Seemingly innocent animal selfies actually encourages all kinds of exploitation and distress, according to an investigation. And Instagram will now try and alert people to those dangers, while discouraging them from posting such pictures.
Many animals like sloths and koalas don't like being handled, and being carried around to pose for selfies could cause them great amounts of distress. What's more, many such animals are taken from their natural habitat and traded in exploitative ways so that people can take selfies on holiday.
That was the finding of a new investigation that has led Instagram to hide such posts on the site and encourage people not to take them. Anyone trying to search for or post such images will now see a warning about the ways they might accidentally be encouraging abuse.
Now anyone trying to search for the kinds of hashtags on which people post such behaviour – like #KoalaSelfie or #SlothSelfie – will see a message telling them that they might be enabling abusive behaviour.
"Animal abuse and the sale of endangered animals or their parts is not allowed on Instagram," it reads. "You are searching for a hashtag that may be associated with posts that encourage harmful behaviour to animals or the environment."
Instagram's press release is clear that such posts will be hidden and that they won't be tolerated on Instagram.
"Starting today, when a person searches for a hashtag associated with harmful behaviour to animals or the environment, they will see a content advisory screen," it said. "Animal abuse and the sale of endangered animals or their parts are not allowed on Instagram."
But many people who are enabling that abuse might not even know they're actually doing so. Instagram has been prompted to act to hide the posts because so many people are accidentally doing it – by indulging in apparently innocent behaviour.
The decision was made after an investigation was launched by National Geographic into the way that social networks were encouraging dangerous animal tourism. It found that animals were being captured in the wild and held in often horrible conditions, purely so they could be used by tourists to take selfies with.
“We care about our community, including the animals and the wildlife that are an important part of the platform,” Instagram spokeswoman Emily Cain told the magazine. “I think it’s important for the community right now to be more aware.
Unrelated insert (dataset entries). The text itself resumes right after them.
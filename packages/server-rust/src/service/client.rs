//! Client business logic: validation, lookup, mutation, and merge.

use std::sync::Arc;

use clientrisk_core::{Client, ClientDto, ClientId, NewClient, RiskProfile};

use super::error::ServiceError;
use super::metrics::instrumented;
use crate::traits::ClientStore;

/// The sole business-logic component for client records.
///
/// Depends only on the [`ClientStore`] capability, never on a concrete
/// backend. Cloning is cheap; all clones share the same store.
#[derive(Clone)]
pub struct ClientService {
    store: Arc<dyn ClientStore>,
}

impl ClientService {
    #[must_use]
    pub fn new(store: Arc<dyn ClientStore>) -> Self {
        Self { store }
    }

    /// The underlying store, for health reporting.
    #[must_use]
    pub fn store(&self) -> &Arc<dyn ClientStore> {
        &self.store
    }

    /// Returns every client in store order.
    ///
    /// # Errors
    ///
    /// Returns [`ServiceError::Storage`] if the store fails.
    pub async fn find_all(&self) -> Result<Vec<Client>, ServiceError> {
        instrumented("find_all", async { Ok(self.store.find_all().await?) }).await
    }

    /// Returns the client with the given id.
    ///
    /// # Errors
    ///
    /// Returns [`ServiceError::NotFound`] if no such client exists.
    pub async fn get_client(&self, id: ClientId) -> Result<Client, ServiceError> {
        instrumented("get_client", self.lookup(id)).await
    }

    /// Validates `dto` and persists a new client with a store-assigned id.
    ///
    /// # Errors
    ///
    /// Returns [`ServiceError::InvalidResource`] if the risk profile is absent
    /// or unrecognized; nothing is written in that case.
    pub async fn create_client(&self, dto: &ClientDto) -> Result<Client, ServiceError> {
        instrumented("create_client", async {
            let risk_profile = dto.validate()?;
            let client = self.store.insert(NewClient { risk_profile }).await?;
            tracing::info!(id = client.id, %risk_profile, "client created");
            Ok(client)
        })
        .await
    }

    /// Overwrites the risk profile of an existing client.
    ///
    /// The client is resolved before the payload is validated, so an unknown
    /// id reports `NotFound` even when the payload is also invalid. The write
    /// only touches an existing record; if the client disappears between the
    /// lookup and the write, nothing is stored and `NotFound` is returned.
    ///
    /// # Errors
    ///
    /// Returns [`ServiceError::NotFound`] for an unknown id and
    /// [`ServiceError::InvalidResource`] for an invalid payload.
    pub async fn update_client(&self, id: ClientId, dto: &ClientDto) -> Result<(), ServiceError> {
        instrumented("update_client", async {
            let mut client = self.lookup(id).await?;
            client.risk_profile = dto.validate()?;
            self.store
                .update(client)
                .await?
                .ok_or(ServiceError::NotFound { id })?;
            tracing::info!(id, risk_profile = %client.risk_profile, "client updated");
            Ok(())
        })
        .await
    }

    /// Deletes the client with the given id. Absent ids are not an error.
    ///
    /// # Errors
    ///
    /// Returns [`ServiceError::Storage`] if the store fails.
    pub async fn delete_client_by_id(&self, id: ClientId) -> Result<(), ServiceError> {
        instrumented("delete_client", async {
            self.store.delete_by_id(id).await?;
            tracing::info!(id, "client deleted");
            Ok(())
        })
        .await
    }

    /// Returns every client with its risk profile replaced by the dominant one.
    ///
    /// The dominant profile is asked of the store after the list is read:
    /// `HIGH` if any client holds it, else `NORMAL` if any client holds it,
    /// else `LOW`. The result is a view: nothing is written back.
    ///
    /// # Errors
    ///
    /// Returns [`ServiceError::Storage`] if the store fails.
    pub async fn merge(&self) -> Result<Vec<Client>, ServiceError> {
        instrumented("merge", async {
            let mut clients = self.store.find_all().await?;
            let dominant = self.dominant_stored_profile().await?;
            for client in &mut clients {
                client.risk_profile = dominant;
            }
            tracing::debug!(%dominant, count = clients.len(), "clients merged");
            Ok(clients)
        })
        .await
    }

    /// Probes the store in precedence order and stops at the first hit.
    /// `LOW` is the fallback and is never probed.
    async fn dominant_stored_profile(&self) -> anyhow::Result<RiskProfile> {
        for candidate in RiskProfile::ALL {
            if candidate == RiskProfile::Low
                || self.store.exists_by_risk_profile(candidate).await?
            {
                return Ok(candidate);
            }
        }
        Ok(RiskProfile::Low)
    }

    async fn lookup(&self, id: ClientId) -> Result<Client, ServiceError> {
        self.store
            .find_by_id(id)
            .await?
            .ok_or(ServiceError::NotFound { id })
    }
}
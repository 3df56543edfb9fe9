use async_trait::async_trait;
use clientrisk_core::{Client, ClientId, NewClient, RiskProfile};

/// Pluggable persistence backend for client records.
/// Implementations: in-memory (default, tests), `PostgreSQL` (`postgres` feature).
///
/// The store performs no validation: every value it receives has already been
/// parsed into a [`RiskProfile`] by the service.
#[async_trait]
pub trait ClientStore: Send + Sync {
    /// Load every client, ordered by ascending id.
    async fn find_all(&self) -> anyhow::Result<Vec<Client>>;

    /// Load a single client by id.
    async fn find_by_id(&self, id: ClientId) -> anyhow::Result<Option<Client>>;

    /// Whether at least one client currently holds `profile`.
    async fn exists_by_risk_profile(&self, profile: RiskProfile) -> anyhow::Result<bool>;

    /// Insert a new record under the next id from the store's sequence.
    async fn insert(&self, client: NewClient) -> anyhow::Result<Client>;

    /// Overwrite the risk profile of an existing record in one atomic step.
    ///
    /// Returns `None` and writes nothing when no record holds `client.id`,
    /// so a concurrently deleted client is never re-created.
    async fn update(&self, client: Client) -> anyhow::Result<Option<Client>>;

    /// Delete a client by id. Deleting an absent id is not an error.
    async fn delete_by_id(&self, id: ClientId) -> anyhow::Result<()>;

    /// Number of stored clients.
    async fn count(&self) -> anyhow::Result<usize>;

    /// Short backend identifier reported by the health endpoint.
    fn backend_name(&self) -> &'static str;
}
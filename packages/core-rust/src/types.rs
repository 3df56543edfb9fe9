use serde::{Deserialize, Serialize};

use crate::risk_profile::{InvalidRiskProfile, RiskProfile};

/// Store-assigned client identifier.
pub type ClientId = i64;

/// A persisted client record.
#[derive(Debug, Clone, Copy, PartialEq, Eq, Serialize, Deserialize)]
#[cfg_attr(feature = "openapi", derive(utoipa::ToSchema))]
#[serde(rename_all = "camelCase")]
pub struct Client {
    /// Identity assigned by the store on insert. Never changes afterwards.
    #[cfg_attr(feature = "openapi", schema(value_type = i64))]
    pub id: ClientId,
    /// Current risk profile.
    pub risk_profile: RiskProfile,
}

/// A client that has been validated but not yet assigned an id.
#[derive(Debug, Clone, Copy, PartialEq, Eq)]
pub struct NewClient {
    pub risk_profile: RiskProfile,
}

/// Transfer shape for create and update requests.
///
/// The risk profile is kept as a raw optional string so that an absent or
/// unrecognized value reaches validation instead of failing deserialization.
#[derive(Debug, Clone, Default, PartialEq, Eq, Serialize, Deserialize)]
#[cfg_attr(feature = "openapi", derive(utoipa::ToSchema))]
#[serde(rename_all = "camelCase")]
pub struct ClientDto {
    /// One of `HIGH`, `NORMAL`, `LOW`.
    #[serde(default)]
    pub risk_profile: Option<String>,
}

impl ClientDto {
    /// Creates a DTO carrying the given raw risk profile.
    pub fn new(risk_profile: impl Into<String>) -> Self {
        Self {
            risk_profile: Some(risk_profile.into()),
        }
    }

    /// Validates the submitted risk profile against the enumeration.
    ///
    /// # Errors
    ///
    /// Returns [`InvalidRiskProfile::Missing`] when no value was submitted and
    /// [`InvalidRiskProfile::Unknown`] when it is not an exact canonical name.
    pub fn validate(&self) -> Result<RiskProfile, InvalidRiskProfile> {
        self.risk_profile
            .as_deref()
            .ok_or(InvalidRiskProfile::Missing)?
            .parse()
    }
}
//! Health, liveness, and readiness endpoint handlers.
//!
//! These handlers expose server health information for orchestrators
//! (Kubernetes, load balancers) and operational monitoring.

use axum::extract::State;
use axum::http::StatusCode;
use axum::Json;
use serde_json::json;
use tracing::warn;

use super::AppState;
use crate::network::HealthState;

/// Returns detailed health information as JSON.
///
/// Always returns 200 -- the `state` field in the response body indicates
/// whether the server is actually healthy. `clients` is `null` when the
/// store cannot be queried.
pub async fn health_handler(State(state): State<AppState>) -> Json<serde_json::Value> {
    let health = state.shutdown.health_state();
    let in_flight = state.shutdown.in_flight_count();
    let uptime_secs = state.start_time.elapsed().as_secs();
    let store = state.service.store();

    let clients = match store.count().await {
        Ok(count) => Some(count),
        Err(e) => {
            warn!(error = %e, "health check could not count clients");
            None
        }
    };

    Json(json!({
        "state": health.as_str(),
        "in_flight": in_flight,
        "uptime_secs": uptime_secs,
        "storage": store.backend_name(),
        "clients": clients,
    }))
}

/// Kubernetes liveness probe -- always returns 200 OK.
pub async fn liveness_handler() -> StatusCode {
    StatusCode::OK
}

/// Kubernetes readiness probe -- returns 200 when ready, 503 otherwise.
pub async fn readiness_handler(State(state): State<AppState>) -> StatusCode {
    if state.shutdown.health_state() == HealthState::Ready {
        StatusCode::OK
    } else {
        StatusCode::SERVICE_UNAVAILABLE
    }
}

#[cfg(test)]
mod tests {
    use super::*;
    use crate::network::ShutdownController;
    use crate::service::ClientService;
    use crate::storage::HashMapClientStore;
    use clientrisk_core::{Client, RiskProfile};
    use std::sync::Arc;
    use std::time::Instant;

    fn test_state() -> AppState {
        let store = HashMapClientStore::with_clients([Client {
            id: 1,
            risk_profile: RiskProfile::Low,
        }]);
        AppState {
            service: ClientService::new(Arc::new(store)),
            shutdown: Arc::new(ShutdownController::new()),
            start_time: Instant::now(),
        }
    }

    #[tokio::test]
    async fn health_handler_returns_json_with_all_fields() {
        let state = test_state();
        state.shutdown.set_ready();

        let json = health_handler(State(state)).await.0;

        assert_eq!(json["state"], "ready");
        assert_eq!(json["in_flight"], 0);
        assert_eq!(json["storage"], "memory");
        assert_eq!(json["clients"], 1);
        assert!(json["uptime_secs"].is_number());
    }

    #[tokio::test]
    async fn health_handler_reports_starting_state() {
        let state = test_state();
        let response = health_handler(State(state)).await;
        assert_eq!(response.0["state"], "starting");
    }

    #[tokio::test]
    async fn health_handler_reports_draining_state() {
        let state = test_state();
        state.shutdown.set_ready();
        state.shutdown.trigger_shutdown();

        let response = health_handler(State(state)).await;
        assert_eq!(response.0["state"], "draining");
    }

    #[tokio::test]
    async fn health_handler_reports_in_flight_count() {
        let state = test_state();
        let _guard = state.shutdown.in_flight_guard();

        let response = health_handler(State(state)).await;
        assert_eq!(response.0["in_flight"], 1);
    }

    #[tokio::test]
    async fn liveness_handler_always_returns_200() {
        assert_eq!(liveness_handler().await, StatusCode::OK);
    }

    #[tokio::test]
    async fn readiness_handler_returns_200_when_ready() {
        let state = test_state();
        state.shutdown.set_ready();

        let status = readiness_handler(State(state)).await;
        assert_eq!(status, StatusCode::OK);
    }

    #[tokio::test]
    async fn readiness_handler_returns_503_when_starting() {
        let state = test_state();
        let status = readiness_handler(State(state)).await;
        assert_eq!(status, StatusCode::SERVICE_UNAVAILABLE);
    }

    #[tokio::test]
    async fn readiness_handler_returns_503_when_draining() {
        let state = test_state();
        state.shutdown.set_ready();
        state.shutdown.trigger_shutdown();

        let status = readiness_handler(State(state)).await;
        assert_eq!(status, StatusCode::SERVICE_UNAVAILABLE);
    }
}
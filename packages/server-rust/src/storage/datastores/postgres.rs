//! `PostgreSQL` [`ClientStore`] implementation using `sqlx`.
//!
//! Clients live in a single `clients` table. Risk profiles are stored as
//! their canonical names; a row holding any other value is reported as a
//! storage error rather than surfaced to callers.

use anyhow::Context;
use async_trait::async_trait;
use clientrisk_core::{Client, ClientId, NewClient, RiskProfile};
use sqlx::postgres::PgPoolOptions;
use sqlx::PgPool;
use tracing::info;

use crate::traits::ClientStore;

const CREATE_TABLE: &str = r"
CREATE TABLE IF NOT EXISTS clients (
    id BIGSERIAL PRIMARY KEY,
    risk_profile TEXT NOT NULL
)";

/// Raw row shape of the `clients` table.
#[derive(Debug, sqlx::FromRow)]
struct ClientRow {
    id: i64,
    risk_profile: String,
}

impl TryFrom<ClientRow> for Client {
    type Error = anyhow::Error;

    fn try_from(row: ClientRow) -> anyhow::Result<Self> {
        let risk_profile = row
            .risk_profile
            .parse::<RiskProfile>()
            .with_context(|| format!("client {} has a corrupt risk profile", row.id))?;
        Ok(Client {
            id: row.id,
            risk_profile,
        })
    }
}

/// Client store backed by a `PostgreSQL` connection pool.
pub struct PostgresClientStore {
    pool: PgPool,
}

impl PostgresClientStore {
    /// Connects a pool to `database_url`.
    ///
    /// # Errors
    ///
    /// Returns an error if the database cannot be reached.
    pub async fn connect(database_url: &str, max_connections: u32) -> anyhow::Result<Self> {
        let pool = PgPoolOptions::new()
            .max_connections(max_connections)
            .connect(database_url)
            .await
            .context("failed to connect to PostgreSQL")?;
        Ok(Self { pool })
    }

    /// Wraps an existing pool.
    #[must_use]
    pub fn from_pool(pool: PgPool) -> Self {
        Self { pool }
    }

    /// Creates the `clients` table if it does not exist yet.
    ///
    /// # Errors
    ///
    /// Returns an error if the DDL statement fails.
    pub async fn initialize(&self) -> anyhow::Result<()> {
        sqlx::query(CREATE_TABLE).execute(&self.pool).await?;
        info!("clients table ready");
        Ok(())
    }
}

#[async_trait]
impl ClientStore for PostgresClientStore {
    async fn find_all(&self) -> anyhow::Result<Vec<Client>> {
        let rows: Vec<ClientRow> =
            sqlx::query_as("SELECT id, risk_profile FROM clients ORDER BY id ASC")
                .fetch_all(&self.pool)
                .await?;
        rows.into_iter().map(Client::try_from).collect()
    }

    async fn find_by_id(&self, id: ClientId) -> anyhow::Result<Option<Client>> {
        let row: Option<ClientRow> =
            sqlx::query_as("SELECT id, risk_profile FROM clients WHERE id = $1")
                .bind(id)
                .fetch_optional(&self.pool)
                .await?;
        row.map(Client::try_from).transpose()
    }

    async fn exists_by_risk_profile(&self, profile: RiskProfile) -> anyhow::Result<bool> {
        let exists: bool =
            sqlx::query_scalar("SELECT EXISTS(SELECT 1 FROM clients WHERE risk_profile = $1)")
                .bind(profile.as_str())
                .fetch_one(&self.pool)
                .await?;
        Ok(exists)
    }

    async fn insert(&self, client: NewClient) -> anyhow::Result<Client> {
        let row: ClientRow = sqlx::query_as(
            "INSERT INTO clients (risk_profile) VALUES ($1) RETURNING id, risk_profile",
        )
        .bind(client.risk_profile.as_str())
        .fetch_one(&self.pool)
        .await?;
        Client::try_from(row)
    }

    async fn update(&self, client: Client) -> anyhow::Result<Option<Client>> {
        let row: Option<ClientRow> = sqlx::query_as(
            "UPDATE clients SET risk_profile = $2 WHERE id = $1 RETURNING id, risk_profile",
        )
        .bind(client.id)
        .bind(client.risk_profile.as_str())
        .fetch_optional(&self.pool)
        .await?;
        row.map(Client::try_from).transpose()
    }

    async fn delete_by_id(&self, id: ClientId) -> anyhow::Result<()> {
        sqlx::query("DELETE FROM clients WHERE id = $1")
            .bind(id)
            .execute(&self.pool)
            .await?;
        Ok(())
    }

    async fn count(&self) -> anyhow::Result<usize> {
        let count: i64 = sqlx::query_scalar("SELECT COUNT(*) FROM clients")
            .fetch_one(&self.pool)
            .await?;
        Ok(usize::try_from(count)?)
    }

    fn backend_name(&self) -> &'static str {
        "postgres"
    }
}
//! Client business logic.
//!
//! - [`client`]: [`ClientService`], the single component that validates,
//!   reads, writes, and merges client records
//! - [`error`]: [`ServiceError`] returned by every operation
//! - [`metrics`]: per-operation tracing spans and metric recording

pub mod client;
pub mod error;
pub mod metrics;

pub use client::ClientService;
pub use error::ServiceError;
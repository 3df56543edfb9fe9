//! In-memory [`ClientStore`] implementation backed by [`DashMap`].
//!
//! Provides concurrent read/write access without external locking.
//! Suitable for development, testing, and deployments where losing all
//! clients on restart is acceptable.

use std::sync::atomic::{AtomicI64, Ordering};

use async_trait::async_trait;
use clientrisk_core::{Client, ClientId, NewClient, RiskProfile};
use dashmap::DashMap;

use crate::traits::ClientStore;

/// In-memory client storage keyed by id.
///
/// Ids come from a monotonically increasing sequence starting at 1 and are
/// never reused, even after the record holding them is deleted.
pub struct HashMapClientStore {
    entries: DashMap<ClientId, RiskProfile>,
    next_id: AtomicI64,
}

impl HashMapClientStore {
    /// Creates a new, empty store.
    #[must_use]
    pub fn new() -> Self {
        Self {
            entries: DashMap::new(),
            next_id: AtomicI64::new(1),
        }
    }

    /// Creates a store pre-populated with `clients`.
    ///
    /// The id sequence continues after the largest seeded id.
    #[must_use]
    pub fn with_clients(clients: impl IntoIterator<Item = Client>) -> Self {
        let store = Self::new();
        for client in clients {
            store.seed(client);
        }
        store
    }

    fn seed(&self, client: Client) {
        self.entries.insert(client.id, client.risk_profile);
        self.next_id.fetch_max(client.id + 1, Ordering::Relaxed);
    }

    /// Point-in-time copy of all entries, sorted by id.
    ///
    /// `DashMap` iteration order is unspecified, so sorting is what gives
    /// `find_all` a stable order.
    fn snapshot(&self) -> Vec<Client> {
        let mut clients: Vec<Client> = self
            .entries
            .iter()
            .map(|entry| Client {
                id: *entry.key(),
                risk_profile: *entry.value(),
            })
            .collect();
        clients.sort_by_key(|c| c.id);
        clients
    }
}

impl Default for HashMapClientStore {
    fn default() -> Self {
        Self::new()
    }
}

#[async_trait]
impl ClientStore for HashMapClientStore {
    async fn find_all(&self) -> anyhow::Result<Vec<Client>> {
        Ok(self.snapshot())
    }

    async fn find_by_id(&self, id: ClientId) -> anyhow::Result<Option<Client>> {
        Ok(self.entries.get(&id).map(|entry| Client {
            id,
            risk_profile: *entry.value(),
        }))
    }

    async fn exists_by_risk_profile(&self, profile: RiskProfile) -> anyhow::Result<bool> {
        Ok(self.entries.iter().any(|entry| *entry.value() == profile))
    }

    async fn insert(&self, client: NewClient) -> anyhow::Result<Client> {
        let id = self.next_id.fetch_add(1, Ordering::Relaxed);
        self.entries.insert(id, client.risk_profile);
        Ok(Client {
            id,
            risk_profile: client.risk_profile,
        })
    }

    async fn update(&self, client: Client) -> anyhow::Result<Option<Client>> {
        // get_mut holds the shard lock, so a racing remove either lands
        // before (nothing written) or waits for this write.
        Ok(self.entries.get_mut(&client.id).map(|mut entry| {
            *entry.value_mut() = client.risk_profile;
            client
        }))
    }

    async fn delete_by_id(&self, id: ClientId) -> anyhow::Result<()> {
        self.entries.remove(&id);
        Ok(())
    }

    async fn count(&self) -> anyhow::Result<usize> {
        Ok(self.entries.len())
    }

    fn backend_name(&self) -> &'static str {
        "memory"
    }
}
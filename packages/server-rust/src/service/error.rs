use clientrisk_core::{ClientId, InvalidRiskProfile};

/// Errors returned by [`ClientService`](super::ClientService) operations.
#[derive(Debug, thiserror::Error)]
pub enum ServiceError {
    #[error("client {id} not found")]
    NotFound { id: ClientId },
    #[error("invalid resource: {0}")]
    InvalidResource(#[from] InvalidRiskProfile),
    #[error("storage error: {0}")]
    Storage(#[from] anyhow::Error),
}

impl ServiceError {
    /// Short label used for log fields and metric labels.
    #[must_use]
    pub fn kind(&self) -> &'static str {
        match self {
            ServiceError::NotFound { .. } => "not_found",
            ServiceError::InvalidResource(_) => "invalid_resource",
            ServiceError::Storage(_) => "storage",
        }
    }
}
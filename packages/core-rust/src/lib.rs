//! `ClientRisk` Core: risk profile enumeration and client record types.

pub mod risk_profile;
pub mod types;

pub use risk_profile::{InvalidRiskProfile, RiskProfile};
pub use types::{Client, ClientDto, ClientId, NewClient};
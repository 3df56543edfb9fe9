//! External database [`ClientStore`](crate::traits::ClientStore) backends.
//!
//! Each backend sits behind its own cargo feature so the default build
//! carries no database driver.

#[cfg(feature = "postgres")]
mod postgres;

#[cfg(feature = "postgres")]
pub use postgres::PostgresClientStore;
//! Owned C strings handed across the boundary.
//!
//! # Invariants
//! - An `OwnedCStr` is never empty; empty input maps to "no string" (null).
//! - A pointer produced by `into_raw` must be released exactly once through
//!   `OwnedCStr::release`.

use std::ffi::{c_char, CStr, CString};

/// Non-empty, heap-allocated C string whose ownership can move to the host.
#[derive(Debug, PartialEq, Eq)]
pub struct OwnedCStr(CString);

impl OwnedCStr {
    /// Duplicates `value` into a fresh buffer.
    ///
    /// Content after an interior NUL is dropped, matching what a C reader
    /// would see. Returns `None` when nothing remains.
    /// Allocation failure aborts the process.
    pub fn duplicate(value: &str) -> Option<Self> {
        let bytes = value.as_bytes();
        let end = bytes.iter().position(|b| *b == 0).unwrap_or(bytes.len());
        if end == 0 {
            return None;
        }
        CString::new(&bytes[..end]).ok().map(Self)
    }

    pub fn as_c_str(&self) -> &CStr {
        &self.0
    }

    pub fn as_ptr(&self) -> *const c_char {
        self.0.as_ptr()
    }

    /// Transfers ownership of the buffer to the caller.
    pub fn into_raw(self) -> *const c_char {
        self.0.into_raw()
    }

    /// Releases a buffer previously returned by `into_raw`. Null is a no-op.
    ///
    /// # Safety
    ///
    /// `ptr` must be null or come from `OwnedCStr::into_raw` and not have been
    /// released already.
    pub unsafe fn release(ptr: *const c_char) {
        if !ptr.is_null() {
            // SAFETY: caller guarantees ptr was produced by CString::into_raw.
            drop(unsafe { CString::from_raw(ptr as *mut c_char) });
        }
    }
}

/// Reads a borrowed, nullable C string; null and `""` both yield an empty string.
///
/// Invalid UTF-8 is replaced lossily.
///
/// # Safety
///
/// `ptr` must be null or point to a NUL-terminated buffer valid for the call.
pub unsafe fn read_nullable(ptr: *const c_char) -> String {
    if ptr.is_null() {
        return String::new();
    }
    // SAFETY: caller guarantees a valid NUL-terminated buffer.
    unsafe { CStr::from_ptr(ptr) }
        .to_string_lossy()
        .into_owned()
}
We’re trying to do our part to educate them.”
The site said that it hoped people would be more "thoughtful" in future about the ways their behaviour might indulge exploitation.
"The protection and safety of the natural world are important to us and our global community," Instagram said. "We encourage everyone to be thoughtful about interactions with wild animals and the environment to help avoid exploitation and to report any photos and videos you may see that may violate our community guidelines."